How to build multi-turn conversation with Responses API
Quick answer
Use the
Responses API by maintaining a list of message objects representing the conversation history and passing it in the messages parameter for each chat.completions.create call. Append each user and assistant message to preserve context across turns.PREREQUISITES
Python 3.8+OpenAI API key (free tier works)pip install openai>=1.0
Setup
Install the official openai Python package version 1.0 or higher and set your API key as an environment variable.
- Install package:
pip install openai>=1.0 - Set environment variable:
export OPENAI_API_KEY='your_api_key'(Linux/macOS) orsetx OPENAI_API_KEY "your_api_key"(Windows)
pip install openai>=1.0 Step by step
Maintain a messages list that stores the full conversation history. For each user input, append a {"role": "user", "content": ...} message, then call client.chat.completions.create with the updated messages. Append the assistant's reply to messages to preserve context for the next turn.
import os
from openai import OpenAI
client = OpenAI(api_key=os.environ["OPENAI_API_KEY"])
messages = [
{"role": "system", "content": "You are a helpful assistant."}
]
while True:
user_input = input("User: ")
if user_input.lower() in ["exit", "quit"]:
print("Exiting conversation.")
break
messages.append({"role": "user", "content": user_input})
response = client.chat.completions.create(
model="gpt-4o-mini",
messages=messages
)
assistant_reply = response.choices[0].message.content
print(f"Assistant: {assistant_reply}")
messages.append({"role": "assistant", "content": assistant_reply}) output
User: Hello Assistant: Hello! How can I assist you today? User: What's the weather like? Assistant: I don't have real-time weather data, but I can help you find a forecast online.
Common variations
- Async usage: Use
asyncfunctions andawait client.chat.completions.create(...)for asynchronous calls. - Streaming responses: Pass
stream=Trueto receive tokens incrementally. - Different models: Swap
model="gpt-4o-mini"with other supported models likegpt-4o-miniorclaude-3-5-sonnet-20241022.
import os
import asyncio
from openai import OpenAI
async def async_chat():
client = OpenAI(api_key=os.environ["OPENAI_API_KEY"])
messages = [{"role": "system", "content": "You are a helpful assistant."}]
while True:
user_input = input("User: ")
if user_input.lower() in ["exit", "quit"]:
print("Exiting conversation.")
break
messages.append({"role": "user", "content": user_input})
stream = await client.chat.completions.create(
model="gpt-4o-mini",
messages=messages,
stream=True
)
print("Assistant: ", end="", flush=True)
async for chunk in stream:
delta = chunk.choices[0].delta.content or ""

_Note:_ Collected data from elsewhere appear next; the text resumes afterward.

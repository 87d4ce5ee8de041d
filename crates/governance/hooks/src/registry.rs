//! Generic lifecycle hook registry.
//!
//! Hosts expose a [`HookManager`]; governance registers handlers against
//! named lifecycle events and the host dispatches payloads to them.

use crate::error::{HookError, HookResult};
use governance_types::{AgentContract, AgentDescriptor, AgentId, InteractionPolicy};
use serde::{Deserialize, Serialize};
use std::collections::HashMap;
use std::sync::{Arc, RwLock};

/// Lifecycle points governance attaches to.
#[derive(Clone, Copy, Debug, PartialEq, Eq, Hash, Serialize, Deserialize)]
#[serde(rename_all = "camelCase")]
pub enum HookEvent {
    BeforeAgentExecution,
    BeforeAgentInteraction,
    AfterAgentInteraction,
    ValidateAgentContract,
    BeforeMemoryAccess,
    AfterMemoryMutation,
    BeforeReflection,
    AfterReflection,
}

impl HookEvent {
    pub const ALL: [HookEvent; 8] = [
        Self::BeforeAgentExecution,
        Self::BeforeAgentInteraction,
        Self::AfterAgentInteraction,
        Self::ValidateAgentContract,
        Self::BeforeMemoryAccess,
        Self::AfterMemoryMutation,
        Self::BeforeReflection,
        Self::AfterReflection,
    ];

    pub fn as_str(&self) -> &'static str {
        match self {
            Self::BeforeAgentExecution => "beforeAgentExecution",
            Self::BeforeAgentInteraction => "beforeAgentInteraction",
            Self::AfterAgentInteraction => "afterAgentInteraction",
            Self::ValidateAgentContract => "validateAgentContract",
            Self::BeforeMemoryAccess => "beforeMemoryAccess",
            Self::AfterMemoryMutation => "afterMemoryMutation",
            Self::BeforeReflection => "beforeReflection",
            Self::AfterReflection => "afterReflection",
        }
    }
}

impl std::fmt::Display for HookEvent {
    fn fmt(&self, f: &mut std::fmt::Formatter<'_>) -> std::fmt::Result {
        f.write_str(self.as_str())
    }
}

#[derive(Clone, Copy, Debug, PartialEq, Eq, Serialize, Deserialize)]
#[serde(rename_all = "snake_case")]
pub enum MemoryOperation {
    Read,
    Write,
}

/// Data handed to hook handlers. Handlers may update agents in place.
#[derive(Clone, Debug)]
pub enum HookPayload {
    Execution {
        agent: AgentDescriptor,
    },
    Interaction {
        source: AgentDescriptor,
        target: AgentDescriptor,
        /// Caller's confidence in the interaction before governance penalties
        confidence: f64,
    },
    InteractionCompleted {
        source: AgentId,
        target: AgentId,
        outcome: serde_json::Value,
    },
    Contract {
        contract: AgentContract,
    },
    MemoryAccess {
        owner: AgentDescriptor,
        accessor: AgentDescriptor,
        operation: MemoryOperation,
    },
    MemoryMutation {
        agent: AgentDescriptor,
    },
    Reflection {
        agent_id: AgentId,
        details: serde_json::Value,
    },
}

impl HookPayload {
    pub fn kind(&self) -> &'static str {
        match self {
            Self::Execution { .. } => "execution",
            Self::Interaction { .. } => "interaction",
            Self::InteractionCompleted { .. } => "interaction_completed",
            Self::Contract { .. } => "contract",
            Self::MemoryAccess { .. } => "memory_access",
            Self::MemoryMutation { .. } => "memory_mutation",
            Self::Reflection { .. } => "reflection",
        }
    }
}

#[derive(Clone, Debug, PartialEq)]
pub enum HookOutcome {
    /// Continue unchanged
    Proceed,
    /// Stop the lifecycle step
    Blocked { reason: String },
    /// Continue with a governance-adjusted interaction
    Adjusted {
        confidence: f64,
        policy: InteractionPolicy,
        verification_id: Option<String>,
    },
    /// Handler only observed the event
    Observed,
}

impl HookOutcome {
    pub fn is_blocked(&self) -> bool {
        matches!(self, Self::Blocked { .. })
    }
}

/// Callback type for hook handlers
pub type HookHandler = Arc<dyn Fn(&mut HookPayload) -> HookResult<HookOutcome> + Send + Sync>;

/// Host-side hook registration contract.
pub trait HookManager: Send + Sync {
    fn register(&self, event: HookEvent, handler: HookHandler) -> HookResult<()>;

    /// Run the handlers for `event` in registration order, stopping after
    /// the first one that blocks.
    fn dispatch(&self, event: HookEvent, payload: &mut HookPayload) -> HookResult<Vec<HookOutcome>>;

    fn handler_count(&self, event: HookEvent) -> usize;
}

/// In-process hook manager.
#[derive(Default)]
pub struct InMemoryHookManager {
    handlers: RwLock<HashMap<HookEvent, Vec<HookHandler>>>,
}

impl InMemoryHookManager {
    pub fn new() -> Self {
        Self::default()
    }
}

impl HookManager for InMemoryHookManager {
    fn register(&self, event: HookEvent, handler: HookHandler) -> HookResult<()> {
        let mut handlers = self.handlers.write().map_err(|_| HookError::LockPoisoned)?;
        handlers.entry(event).or_default().push(handler);
        Ok(())
    }

    fn dispatch(&self, event: HookEvent, payload: &mut HookPayload) -> HookResult<Vec<HookOutcome>> {
        // Handlers run outside the lock so they may register or dispatch
        let handlers = {
            let guard = self.handlers.read().map_err(|_| HookError::LockPoisoned)?;
            guard.get(&event).cloned().unwrap_or_default()
        };

        let mut outcomes = Vec::with_capacity(handlers.len());
        for handler in handlers {
            let outcome = handler(&mut *payload)?;
            let blocked = outcome.is_blocked();
            outcomes.push(outcome);
            if blocked {
                break;
            }
        }
        Ok(outcomes)
    }

    fn handler_count(&self, event: HookEvent) -> usize {
        self.handlers
            .read()
            .map(|guard| guard.get(&event).map_or(0, Vec::len))
            .unwrap_or(0)
    }
}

print(delta, end="", flush=True)
print()
# Append full assistant message after streaming
# For simplicity, here we do not reconstruct full message from stream
# In production, accumulate chunks to append
if __name__ == "__main__":
asyncio.run(async_chat()) output
User: Hi Assistant: Hello! How can I help you today? User: Tell me a joke. Assistant: Why did the scarecrow win an award? Because he was outstanding in his field!
Troubleshooting
- If you get
401 Unauthorized, verify yourOPENAI_API_KEYenvironment variable is set correctly. - If context is lost, ensure you append both user and assistant messages to the
messageslist each turn. - For rate limits, handle
429errors by retrying with exponential backoff.
Key Takeaways
- Maintain a full
messageslist including system, user, and assistant roles to preserve conversation context. - Use
client.chat.completions.createwith updated messages for each turn to build multi-turn dialogs. - Support async and streaming modes for responsive and scalable conversation handling.